◆ Data for review:
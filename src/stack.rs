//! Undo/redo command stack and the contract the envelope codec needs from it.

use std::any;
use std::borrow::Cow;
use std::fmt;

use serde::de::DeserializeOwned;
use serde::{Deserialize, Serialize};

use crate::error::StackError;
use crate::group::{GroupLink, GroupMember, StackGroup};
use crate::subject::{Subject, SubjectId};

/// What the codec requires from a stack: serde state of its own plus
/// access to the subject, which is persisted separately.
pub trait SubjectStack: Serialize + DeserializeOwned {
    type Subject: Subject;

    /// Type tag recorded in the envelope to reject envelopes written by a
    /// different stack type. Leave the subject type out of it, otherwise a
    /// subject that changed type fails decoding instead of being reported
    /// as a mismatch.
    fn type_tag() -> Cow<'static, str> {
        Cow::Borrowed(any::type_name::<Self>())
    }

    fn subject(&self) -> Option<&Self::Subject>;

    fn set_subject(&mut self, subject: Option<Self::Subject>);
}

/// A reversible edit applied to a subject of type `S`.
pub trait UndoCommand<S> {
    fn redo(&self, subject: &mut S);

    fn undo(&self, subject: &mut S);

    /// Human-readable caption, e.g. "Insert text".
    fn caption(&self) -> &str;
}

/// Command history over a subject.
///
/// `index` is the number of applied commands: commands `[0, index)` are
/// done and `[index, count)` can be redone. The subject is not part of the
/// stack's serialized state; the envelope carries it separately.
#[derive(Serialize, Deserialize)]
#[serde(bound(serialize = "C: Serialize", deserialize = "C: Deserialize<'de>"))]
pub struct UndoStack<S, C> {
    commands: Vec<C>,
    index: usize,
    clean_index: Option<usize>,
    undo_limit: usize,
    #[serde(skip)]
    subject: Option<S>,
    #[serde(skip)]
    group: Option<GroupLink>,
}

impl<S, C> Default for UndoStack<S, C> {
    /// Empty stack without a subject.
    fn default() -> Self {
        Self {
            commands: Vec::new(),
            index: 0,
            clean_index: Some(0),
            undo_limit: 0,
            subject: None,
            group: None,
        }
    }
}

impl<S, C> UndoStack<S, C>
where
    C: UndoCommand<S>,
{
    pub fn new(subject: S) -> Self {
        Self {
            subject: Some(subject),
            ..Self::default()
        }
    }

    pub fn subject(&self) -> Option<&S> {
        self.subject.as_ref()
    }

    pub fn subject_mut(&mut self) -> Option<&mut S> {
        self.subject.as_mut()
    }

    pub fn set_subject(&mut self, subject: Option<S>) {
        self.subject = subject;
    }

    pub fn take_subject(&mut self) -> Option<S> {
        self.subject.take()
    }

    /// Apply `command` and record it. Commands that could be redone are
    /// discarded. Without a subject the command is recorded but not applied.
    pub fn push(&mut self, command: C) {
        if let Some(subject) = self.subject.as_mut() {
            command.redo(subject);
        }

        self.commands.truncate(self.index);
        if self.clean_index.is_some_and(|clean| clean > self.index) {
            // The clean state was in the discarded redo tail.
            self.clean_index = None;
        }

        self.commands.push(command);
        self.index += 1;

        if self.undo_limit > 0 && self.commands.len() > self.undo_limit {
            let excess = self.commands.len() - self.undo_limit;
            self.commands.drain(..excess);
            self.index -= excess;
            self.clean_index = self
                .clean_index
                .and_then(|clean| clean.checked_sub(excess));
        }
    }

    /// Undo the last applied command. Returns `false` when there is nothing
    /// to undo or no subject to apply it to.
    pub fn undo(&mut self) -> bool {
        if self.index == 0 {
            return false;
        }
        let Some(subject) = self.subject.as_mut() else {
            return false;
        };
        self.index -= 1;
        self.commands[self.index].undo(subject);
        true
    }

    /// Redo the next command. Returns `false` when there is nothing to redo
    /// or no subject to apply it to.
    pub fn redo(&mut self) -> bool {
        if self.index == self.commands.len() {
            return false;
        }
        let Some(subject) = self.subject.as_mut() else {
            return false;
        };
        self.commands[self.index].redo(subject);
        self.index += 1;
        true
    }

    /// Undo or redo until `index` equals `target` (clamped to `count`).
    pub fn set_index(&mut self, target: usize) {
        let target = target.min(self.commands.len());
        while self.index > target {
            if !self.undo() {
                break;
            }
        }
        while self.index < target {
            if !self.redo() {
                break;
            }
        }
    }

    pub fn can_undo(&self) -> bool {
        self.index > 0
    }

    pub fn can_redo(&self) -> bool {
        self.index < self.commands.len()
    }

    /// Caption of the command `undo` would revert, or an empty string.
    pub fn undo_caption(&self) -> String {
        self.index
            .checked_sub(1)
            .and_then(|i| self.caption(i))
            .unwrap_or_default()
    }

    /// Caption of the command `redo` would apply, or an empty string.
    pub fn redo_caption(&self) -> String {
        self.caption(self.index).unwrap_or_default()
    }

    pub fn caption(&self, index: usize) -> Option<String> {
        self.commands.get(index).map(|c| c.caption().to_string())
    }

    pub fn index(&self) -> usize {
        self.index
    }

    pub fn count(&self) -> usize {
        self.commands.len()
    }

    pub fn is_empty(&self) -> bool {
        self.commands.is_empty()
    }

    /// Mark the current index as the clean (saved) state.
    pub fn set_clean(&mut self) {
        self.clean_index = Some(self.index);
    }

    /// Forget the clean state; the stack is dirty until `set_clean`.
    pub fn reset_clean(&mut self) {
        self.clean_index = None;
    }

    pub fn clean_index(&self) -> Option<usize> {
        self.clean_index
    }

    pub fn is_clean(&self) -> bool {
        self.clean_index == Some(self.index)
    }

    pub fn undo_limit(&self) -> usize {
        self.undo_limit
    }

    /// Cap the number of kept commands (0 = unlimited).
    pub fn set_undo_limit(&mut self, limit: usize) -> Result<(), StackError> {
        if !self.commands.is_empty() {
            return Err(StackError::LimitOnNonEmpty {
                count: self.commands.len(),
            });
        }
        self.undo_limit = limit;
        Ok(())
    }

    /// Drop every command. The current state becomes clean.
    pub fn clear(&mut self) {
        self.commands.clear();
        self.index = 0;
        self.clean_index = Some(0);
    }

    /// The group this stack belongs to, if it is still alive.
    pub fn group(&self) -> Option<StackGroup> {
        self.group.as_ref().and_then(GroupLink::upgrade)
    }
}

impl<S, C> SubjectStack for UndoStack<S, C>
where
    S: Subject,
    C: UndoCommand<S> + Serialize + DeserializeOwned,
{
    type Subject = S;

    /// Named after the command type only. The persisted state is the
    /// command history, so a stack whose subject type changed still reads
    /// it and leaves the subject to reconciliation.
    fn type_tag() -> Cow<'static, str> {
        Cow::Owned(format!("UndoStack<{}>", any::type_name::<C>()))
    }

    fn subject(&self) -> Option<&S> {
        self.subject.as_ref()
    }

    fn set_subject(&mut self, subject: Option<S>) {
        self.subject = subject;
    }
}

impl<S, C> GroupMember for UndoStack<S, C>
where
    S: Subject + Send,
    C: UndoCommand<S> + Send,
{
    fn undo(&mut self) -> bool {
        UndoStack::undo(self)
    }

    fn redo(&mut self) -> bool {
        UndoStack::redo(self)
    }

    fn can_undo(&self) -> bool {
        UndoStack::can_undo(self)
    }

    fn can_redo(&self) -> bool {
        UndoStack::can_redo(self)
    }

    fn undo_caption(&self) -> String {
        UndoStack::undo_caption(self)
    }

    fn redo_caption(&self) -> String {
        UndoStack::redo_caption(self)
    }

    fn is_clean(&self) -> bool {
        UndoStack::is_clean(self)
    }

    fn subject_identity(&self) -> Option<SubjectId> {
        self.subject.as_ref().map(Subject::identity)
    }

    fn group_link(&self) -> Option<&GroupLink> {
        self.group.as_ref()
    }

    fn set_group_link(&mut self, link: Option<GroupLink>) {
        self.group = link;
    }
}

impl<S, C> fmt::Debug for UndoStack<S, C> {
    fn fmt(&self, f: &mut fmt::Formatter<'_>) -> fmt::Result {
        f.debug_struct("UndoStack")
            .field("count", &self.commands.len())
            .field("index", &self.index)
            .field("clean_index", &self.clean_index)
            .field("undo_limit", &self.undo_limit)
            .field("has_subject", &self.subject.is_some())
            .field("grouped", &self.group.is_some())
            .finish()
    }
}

◆ How to complete this task: Filter the data for the string "until" and copy every line that has it.

◆ Written reply:
    /// Undo or redo until `index` equals `target` (clamped to `count`).
    /// Forget the clean state; the stack is dirty until `set_clean`.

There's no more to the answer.